In B. subtilis, 271 genes have been reported to be indispensable, when inactivated singly, for growth in LB medium. Among these, 11 genes encode proteins with unknown functions. As part of a genetic study to identify the functions of these genes, we show here that the B. subtilis ortholog of S. pneumoniae PlsY, YneS, is required for G3P acyltransferase activity, together with PlsX. The B. subtilis genome lacks plsB, and we show in vivo that the PlsX/Y pathway is indeed essential for the growth of bacteria lacking plsB. Interestingly, in addition to plsB, E. coli possesses plsX and the plsY ortholog, ygiH. We therefore explored the functional relationship between PlsB, PlsX and YgiH in E. coli, and found that plsB is essential for E. coli growth, indicating that PlsB plays an important role in 1-acyl-G3P synthesis in E. coli.
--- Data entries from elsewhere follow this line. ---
//! # quarry-orm
//!
//! Active-record models on top of `quarry-query`.
//!
//! Model types are described at startup with [`ModelDef`] and registered on
//! a [`Registry`]. An [`Orm`] handle pairs the registry with a connection
//! resolver and is passed to every operation that touches the database.
//!
//! ```rust
//! use quarry_orm::{Cast, ModelDef, Orm, Registry};
//! use quarry_query::connection::{testing::RecordingDriver, Connection};
//! use quarry_query::{row, Value};
//!
//! let driver = RecordingDriver::new()
//!     .queue_rows(vec![row! { "id" => 1, "name" => "ann" }, row! { "id" => 2, "name" => "bob" }])
//!     .queue_rows(vec![row! { "id" => 7, "user_id" => 2, "title" => "hello" }]);
//! let log = driver.log();
//! let conn = Connection::new("main", driver);
//!
//! let registry = Registry::new();
//! registry.register(ModelDef::new("User").fillable(["name"]).has_many("posts", "Post"));
//! registry.register(ModelDef::new("Post").cast("user_id", Cast::Int));
//! let orm = Orm::new(&conn, &registry);
//!
//! let users = orm.query("User")?.with(["posts"]).get()?;
//! assert_eq!(log.len(), 2);
//! assert!(users[0].related_many("posts").is_empty());
//! assert_eq!(users[1].related_many("posts")[0].get("title")?, Value::from("hello"));
//! # Ok::<(), quarry_query::QueryError>(())
//! ```

pub mod cast;
pub mod definition;
pub mod events;
pub mod factory;
pub mod model;
pub mod naming;
pub mod orm;
mod persist;
pub mod query;
pub mod registry;
pub mod relations;
pub mod scope;

pub use cast::Cast;
pub use definition::{ModelDef, Transform, SOFT_DELETES};
pub use events::{Listener, ModelEvent, Observer};
pub use factory::{Factory, Seeder};
pub use model::{Model, Relationship};
pub use orm::Orm;
pub use query::{EagerConstraint, ModelQuery};
pub use registry::Registry;
pub use relations::{
    BelongsTo, BelongsToMany, HasOneOrMany, PivotDef, Relation, RelationDef, SyncResult,
};
pub use scope::{LocalScope, Scope, SoftDeletingScope};

/// Prelude for common imports.
pub mod prelude {
    pub use crate::{
        Cast, Factory, Model, ModelDef, ModelEvent, ModelQuery, Observer, Orm, Registry,
        Relationship, RelationDef, Scope, Seeder,
    };
}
We also found, however, that the simultaneous inactivation of plsX and ygiH was impossible, revealing important roles for PlsX and YgiH in E. coli growth.
Both plsX and yneS are essential for 1-acyl-G3P synthesis in B. subtilis, in agreement with recent reports on their biochemical functions. In E. coli, PlsB plays a principal role in 1-acyl-G3P synthesis and is also essential for bacterial growth. PlsX and YgiH also, however, play important roles in E. coli growth, possibly by regulating the intracellular concentration of acyl-ACP. These proteins are therefore important targets for development of new antibacterial agents.